I received the message that says I will not be able to renew some domains because they conflict with RFC 5890.
You are receiving this email as you have an active certificate that contains a R-LDH domain name (a DNS name containing the characters '--' in the third and forth positions in a label, e.g. 'bq--example.com'). These names are considered reserved by RFC 5890 and as such we have decided to no longer issue certificates containing them. As such you will no longer be able to renew any certificates you currently have that contain these names.
I am not sure what certificate we have that would violate this? Is there a way we could find out which certificates are associated with my email to find the one that would be of trouble? We do have some certs that contain --, but they shouldn't be in the third/forth position.
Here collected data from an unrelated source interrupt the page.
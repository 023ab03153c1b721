//! Concern → beneficial ingredient lookup table
//!
//! Effectiveness weights are 0.0-1.0. An ingredient that helps several active
//! concerns counts once, at its highest weight.

use dermalens_common::{ConcernKind, IngredientId};
use std::collections::BTreeMap;

const ACNE: &[(&str, f64)] = &[
    ("SALICYLIC_ACID", 0.9),
    ("BENZOYL_PEROXIDE", 0.85),
    ("RETINOL", 0.75),
    ("NIACINAMIDE", 0.7),
    ("TEA_TREE_OIL", 0.6),
];

const DRYNESS: &[(&str, f64)] = &[
    ("HYALURONIC_ACID", 0.9),
    ("CERAMIDES", 0.85),
    ("GLYCERIN", 0.8),
    ("SQUALANE", 0.7),
    ("SHEA_BUTTER", 0.6),
];

const OILINESS: &[(&str, f64)] = &[
    ("NIACINAMIDE", 0.85),
    ("SALICYLIC_ACID", 0.8),
    ("ZINC", 0.7),
    ("CLAY", 0.65),
];

const HYPERPIGMENTATION: &[(&str, f64)] = &[
    ("VITAMIN_C", 0.9),
    ("ALPHA_ARBUTIN", 0.85),
    ("NIACINAMIDE", 0.8),
    ("AZELAIC_ACID", 0.8),
    ("KOJIC_ACID", 0.7),
];

const REDNESS: &[(&str, f64)] = &[
    ("CENTELLA_ASIATICA", 0.85),
    ("AZELAIC_ACID", 0.8),
    ("NIACINAMIDE", 0.7),
    ("ALOE_VERA", 0.6),
    ("ALLANTOIN", 0.6),
];

/// Ingredients known to help `concern`, with effectiveness weights
pub fn beneficial_ingredients(concern: ConcernKind) -> &'static [(&'static str, f64)] {
    match concern {
        ConcernKind::Acne => ACNE,
        ConcernKind::Dryness => DRYNESS,
        ConcernKind::Oiliness => OILINESS,
        ConcernKind::Hyperpigmentation => HYPERPIGMENTATION,
        ConcernKind::Redness => REDNESS,
    }
}

/// Union of beneficial ingredients for `concerns`, keeping the max weight
pub fn benefit_set(concerns: &[ConcernKind]) -> BTreeMap<IngredientId, f64> {
    let mut set = BTreeMap::new();
    for &concern in concerns {
        for &(name, weight) in beneficial_ingredients(concern) {
            let entry = set.entry(IngredientId::new(name)).or_insert(weight);
            if weight > *entry {
                *entry = weight;
            }
        }
    }
    set
}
FYI, the RFC in the email is correct, and the Unicode Normalization incident you linked is a different thing. Unicode normalization is about whether ë is represented as e + ¨ or just ë as a single character. The R-LDH limitation is defined by IDNA (RFC 5890) and says "DNS names starting with 'XX--' where XX != 'xn' shouldn't be accepted by applications that process Internationalized Domain Names."
Ah ha! We found it. We have been using dc--eater--com.our-testing-domain.com, not realizing that was going to be a problem in the subdomain. Working on some fixes locally until we can just use a wildcard certificate to ignore it in the future.